MPs urged to remember trans, non-binary issues

Liberal, NDP MPs hear from activists, trans people and HIV experts


The federal government must look beyond a “white, middle-class and mostly cis-male elite” when addressing LGBT issues, activists and academics told parliamentarians at a recent panel.

On Oct 25, 2016, the Canadian Centre for Gender and Sexual Diversity hosted an hour-long panel on Parliament Hill about issues faced by gender and sexual minorities in Canada.

Long-time activist Gary Kinsman recounted the first major gay-rights demonstration on the Hill in 1971, which was under RCMP surveillance. Since then, Kinsman said LGBT organizations have overwhelmingly benefited wealthy gay men.

“The rights that we have won — which have been really important — have helped some LGBT people far more than others,” he said.

The panel started with two-spirit activist Sharp Dopler, who urged parliamentarians to remember the intersectional challenges faced by indigenous queer people. While some thrive, many live on reserves that have taken on European views of binary gender roles.

“We have been colonized so well, that sometimes we’re the colonizer,” she said, noting that internal despair is compounded by housing and health crises. “We have children in some of our communities committing suicide as young as 10 years old.”
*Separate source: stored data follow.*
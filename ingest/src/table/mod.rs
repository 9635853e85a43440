pub mod helper;

pub use helper::TableHelper;

use std::collections::{BTreeMap, BTreeSet};

use crate::schema::DataType;

/// Maps a logical type onto the sink's SQL type name. Each adapter ships
/// its own map.
pub type SqlTypeMapper = fn(DataType) -> &'static str;

/// One sink-side column: the SQL type plus the logical type it was derived
/// from (absent for columns read back from a live schema).
#[derive(Debug, Clone, PartialEq, Eq)]
pub struct SqlColumn {
    pub sql_type: String,
    pub data_type: Option<DataType>,
}

impl SqlColumn {
    pub fn new(sql_type: impl Into<String>, data_type: Option<DataType>) -> Self {
        Self {
            sql_type: sql_type.into(),
            data_type,
        }
    }
}

/// Sink-side table shape. The helper's cached copy is advisory; the sink
/// owns the truth.
#[derive(Debug, Clone, PartialEq, Eq, Default)]
pub struct Table {
    pub name: String,
    pub columns: BTreeMap<String, SqlColumn>,
    pub pk_fields: BTreeSet<String>,
    /// Set when a config reload removed the primary key; the next patch
    /// drops the constraint.
    pub delete_pk_fields: bool,
}

impl Table {
    pub fn new(name: impl Into<String>) -> Self {
        Table {
            name: name.into(),
            ..Default::default()
        }
    }

    /// A table with no columns does not exist on the sink.
    pub fn exists(&self) -> bool {
        !self.columns.is_empty()
    }

    pub fn has_pk(&self) -> bool {
        !self.pk_fields.is_empty()
    }

    /// Column names in stable order, used for deterministic statements.
    pub fn sorted_column_names(&self) -> Vec<&str> {
        self.columns.keys().map(String::as_str).collect()
    }

    /// Computes the patch needed to bring `live` up to this table: columns
    /// present here but absent live, plus the primary key delta.
    ///
    /// Column type differences are deliberately not part of the delta; the
    /// sink keeps the wider type and value coercion happens at insert time.
    pub fn diff(&self, live: &Table) -> Table {
        let columns: BTreeMap<String, SqlColumn> = self
            .columns
            .iter()
            .filter(|(name, _)| !live.columns.contains_key(*name))
            .map(|(name, column)| (name.clone(), column.clone()))
            .collect();

        let pk_changed = self.pk_fields != live.pk_fields;

        Table {
            name: self.name.clone(),
            columns,
            pk_fields: if pk_changed {
                self.pk_fields.clone()
            } else {
                BTreeSet::new()
            },
            delete_pk_fields: pk_changed && live.has_pk(),
        }
    }

    /// True when applying this patch would change the sink.
    pub fn has_changes(&self) -> bool {
        !self.columns.is_empty() || !self.pk_fields.is_empty() || self.delete_pk_fields
    }

    /// Union of this table and `other`'s columns, keeping this table's
    /// primary key. Used to maintain the cached superset after an ensure.
    pub fn merged_with(&self, other: &Table) -> Table {
        let mut merged = self.clone();
        for (name, column) in &other.columns {
            merged
                .columns
                .entry(name.clone())
                .or_insert_with(|| column.clone());
        }
        merged
    }
}

#[cfg(test)]
mod tests {
    use super::*;

    fn table(name: &str, columns: &[(&str, &str)], pk: &[&str]) -> Table {
        Table {
            name: name.to_owned(),
            columns: columns
                .iter()
                .map(|(c, t)| (c.to_string(), SqlColumn::new(*t, None)))
                .collect(),
            pk_fields: pk.iter().map(|f| f.to_string()).collect(),
            delete_pk_fields: false,
        }
    }

    #[test]
    fn diff_yields_missing_columns_only() {
        let desired = table("events", &[("a", "text"), ("b", "bigint")], &[]);
        let live = table("events", &[("a", "text")], &[]);

        let patch = desired.diff(&live);
        assert_eq!(patch.columns.len(), 1);
        assert!(patch.columns.contains_key("b"));
        assert!(patch.has_changes());
        assert!(!patch.delete_pk_fields);
    }

    #[test]
    fn identical_tables_produce_empty_diff() {
        let desired = table("events", &[("a", "text")], &["a"]);
        let live = table("events", &[("a", "text")], &["a"]);
        assert!(!desired.diff(&live).has_changes());
    }

    #[test]
    fn type_differences_are_not_a_delta() {
        let desired = table("events", &[("v", "bigint")], &[]);
        let live = table("events", &[("v", "double precision")], &[]);
        assert!(!desired.diff(&live).has_changes());
    }

    #[test]
    fn pk_removal_requests_constraint_drop() {
        let desired = table("events", &[("email", "text")], &[]);
        let live = table("events", &[("email", "text")], &["email"]);

        let patch = desired.diff(&live);
        assert!(patch.delete_pk_fields);
        assert!(patch.pk_fields.is_empty());
        assert!(patch.has_changes());
    }

    #[test]
    fn pk_addition_carries_the_new_key() {
        let desired = table("events", &[("email", "text")], &["email"]);
        let live = table("events", &[("email", "text")], &[]);

        let patch = desired.diff(&live);
        assert!(!patch.delete_pk_fields);
        assert_eq!(patch.pk_fields.len(), 1);
    }

    #[test]
    fn merge_is_a_column_union() {
        let a = table("events", &[("a", "text")], &["a"]);
        let b = table("events", &[("b", "bigint")], &[]);
        let merged = a.merged_with(&b);
        assert_eq!(merged.columns.len(), 2);
        assert_eq!(merged.pk_fields.len(), 1);
    }
}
Trans author and performer Ivan Coyote recounted a childhood where adults made little room for their lived experience.

“I am not trapped in the wrong body,” Coyote said. “I’m trapped in a world that makes very little space for bodies like mine. I live in a world where public washrooms are a battleground.”
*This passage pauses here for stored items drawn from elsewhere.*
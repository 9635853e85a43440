//! In-place event mutators applied before mapping and flattening.
//!
//! Rules are pure with respect to the event given their injected resolver:
//! the IP rule owns a `geo` resolver function, the UA rule a parser
//! function. The actual MaxMind/UA databases live outside this crate and are
//! plugged in at wiring time; tests inject closures.

use std::sync::Arc;

use ingest_config::EnrichmentRuleConfig;
use serde_json::Value;

use crate::error::{ErrorKind, IngestResult};
use crate::ingest_error;
use crate::types::{Event, JsonPath, ObjectMap};

/// Rule names accepted in destination `enrichment` blocks.
pub const IP_LOOKUP_RULE: &str = "ip_lookup";
pub const USER_AGENT_PARSE_RULE: &str = "user_agent_parse";

/// An in-place event mutator.
pub trait Rule: Send + Sync {
    fn name(&self) -> &'static str;

    /// Applies the rule. Rules never fail the event: a value that cannot be
    /// enriched is left untouched.
    fn apply(&self, event: &mut Event);
}

impl std::fmt::Debug for dyn Rule {
    fn fmt(&self, f: &mut std::fmt::Formatter<'_>) -> std::fmt::Result {
        f.debug_struct("Rule").field("name", &self.name()).finish()
    }
}

/// Resolver injected into [`IpLookup`]: IP string to geo object.
pub type IpResolver = Arc<dyn Fn(&str) -> Option<ObjectMap> + Send + Sync>;

/// Resolver injected into [`UserAgentParse`]: UA string to parsed object.
pub type UaResolver = Arc<dyn Fn(&str) -> Option<ObjectMap> + Send + Sync>;

/// IP address to geo data rule.
pub struct IpLookup {
    src: JsonPath,
    dst: JsonPath,
    resolver: IpResolver,
}

impl IpLookup {
    pub fn new(src: &str, dst: &str, resolver: IpResolver) -> Self {
        Self {
            src: JsonPath::parse(src),
            dst: JsonPath::parse(dst),
            resolver,
        }
    }

    /// The default rule installed for browser events:
    /// `/source_ip` into `/eventn_ctx/location`.
    pub fn default_js(resolver: IpResolver) -> Self {
        Self::new("/source_ip", "/eventn_ctx/location", resolver)
    }
}

impl Rule for IpLookup {
    fn name(&self) -> &'static str {
        IP_LOOKUP_RULE
    }

    fn apply(&self, event: &mut Event) {
        let Some(Value::String(ip)) = self.src.get(event.as_map()).cloned() else {
            return;
        };

        if let Some(geo) = (self.resolver)(&ip) {
            self.dst.set(event.as_map_mut(), Value::Object(geo));
        }
    }
}

/// User agent string to parsed structure rule.
pub struct UserAgentParse {
    src: JsonPath,
    dst: JsonPath,
    resolver: UaResolver,
}

impl UserAgentParse {
    pub fn new(src: &str, dst: &str, resolver: UaResolver) -> Self {
        Self {
            src: JsonPath::parse(src),
            dst: JsonPath::parse(dst),
            resolver,
        }
    }

    /// The default rule installed for browser events:
    /// `/eventn_ctx/user_agent` into `/eventn_ctx/parsed_ua`.
    pub fn default_js(resolver: UaResolver) -> Self {
        Self::new("/eventn_ctx/user_agent", "/eventn_ctx/parsed_ua", resolver)
    }
}

impl Rule for UserAgentParse {
    fn name(&self) -> &'static str {
        USER_AGENT_PARSE_RULE
    }

    fn apply(&self, event: &mut Event) {
        let Some(Value::String(ua)) = self.src.get(event.as_map()).cloned() else {
            return;
        };

        if let Some(parsed) = (self.resolver)(&ua) {
            self.dst.set(event.as_map_mut(), Value::Object(parsed));
        }
    }
}

/// Builds a rule from its configuration block. Unknown rule names are
/// rejected at destination init.
pub fn build_rule(
    config: &EnrichmentRuleConfig,
    ip_resolver: IpResolver,
    ua_resolver: UaResolver,
) -> IngestResult<Box<dyn Rule>> {
    match config.name.as_str() {
        IP_LOOKUP_RULE => Ok(Box::new(IpLookup::new(
            &config.from,
            &config.to,
            ip_resolver,
        ))),
        USER_AGENT_PARSE_RULE => Ok(Box::new(UserAgentParse::new(
            &config.from,
            &config.to,
            ua_resolver,
        ))),
        unknown => Err(ingest_error!(
            ErrorKind::ValidationFailed,
            "Unknown enrichment rule",
            unknown
        )),
    }
}

#[cfg(test)]
mod tests {
    use super::*;
    use serde_json::json;

    fn event(value: serde_json::Value) -> Event {
        Event::new(value.as_object().unwrap().clone())
    }

    fn geo_resolver() -> IpResolver {
        Arc::new(|ip| {
            (ip == "10.0.0.1").then(|| {
                json!({"country": "DE", "city": "Berlin"})
                    .as_object()
                    .unwrap()
                    .clone()
            })
        })
    }

    #[test]
    fn ip_rule_enriches_known_address() {
        let rule = IpLookup::default_js(geo_resolver());
        let mut e = event(json!({"source_ip": "10.0.0.1"}));
        rule.apply(&mut e);
        assert_eq!(
            JsonPath::parse("/eventn_ctx/location/country").get(e.as_map()),
            Some(&json!("DE"))
        );
    }

    #[test]
    fn ip_rule_leaves_unknown_address_untouched() {
        let rule = IpLookup::default_js(geo_resolver());
        let mut e = event(json!({"source_ip": "127.0.0.1"}));
        rule.apply(&mut e);
        assert_eq!(JsonPath::parse("/eventn_ctx/location").get(e.as_map()), None);
    }

    #[test]
    fn unknown_rule_name_is_rejected() {
        let config = EnrichmentRuleConfig {
            name: "geoip2".into(),
            from: "/ip".into(),
            to: "/geo".into(),
        };
        let err = build_rule(&config, geo_resolver(), Arc::new(|_| None)).unwrap_err();
        assert_eq!(err.kind(), ErrorKind::ValidationFailed);
    }
}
Coyote hopes legislation like trans-rights Bill C-16 will make public services and schools more welcoming. “Sometimes it is a simple as removing a sign on a door, and putting up a new sign,” they said.

Dan Irving, a Carleton University professor who studies human rights and sexuality, said his interviews with scores of gender-nonconforming people show rampant employment and housing discrimination.

“The lives of so many trans people are being eroded; they’re being hollowed out to the extent that mere survival is a challenge.”

Kenneth Jeffers, who coordinates the Toronto District School Board’s gender-based violence prevention strategy, said that more Canadians are encountering gender diversity in the media and in their daily lives, but lack guidance on how to accommodate people and prevent discrimination before it happens.

As the federal government moves towards pardoning people convicted of homosexuality, Kinsman said it needs to include queer people pushed out of the military, people who left the public service before they were questioned, and those charged in bathhouse raids. “The commitments from the government right now are incredibly vague, and we need action now.”

 

Ryan Peck, executive director of the HIV & AIDS Legal Clinic of Ontario, said polling shows most Canadians also carry stigmatizing views of the country’s 75,000 HIV-positive people.

“Canada remains a world leader in prosecuting people with HIV,” Peck said, noting that courts give heavy sentences for exposing someone to HIV, regardless of whether it was intended, or if they actually transmitted the disease. “It provides a disincentive for people to get tested in the first place.”

The event, hosted by Senator Mobina Jaffer, was attended by Liberal members of Parliament Hedy Fry, Kent Hehr, Rob Oliphant and NDP MPs Sheri Benson, Randall Garrison and Peter Julian, as well as various staff for other parliamentarians.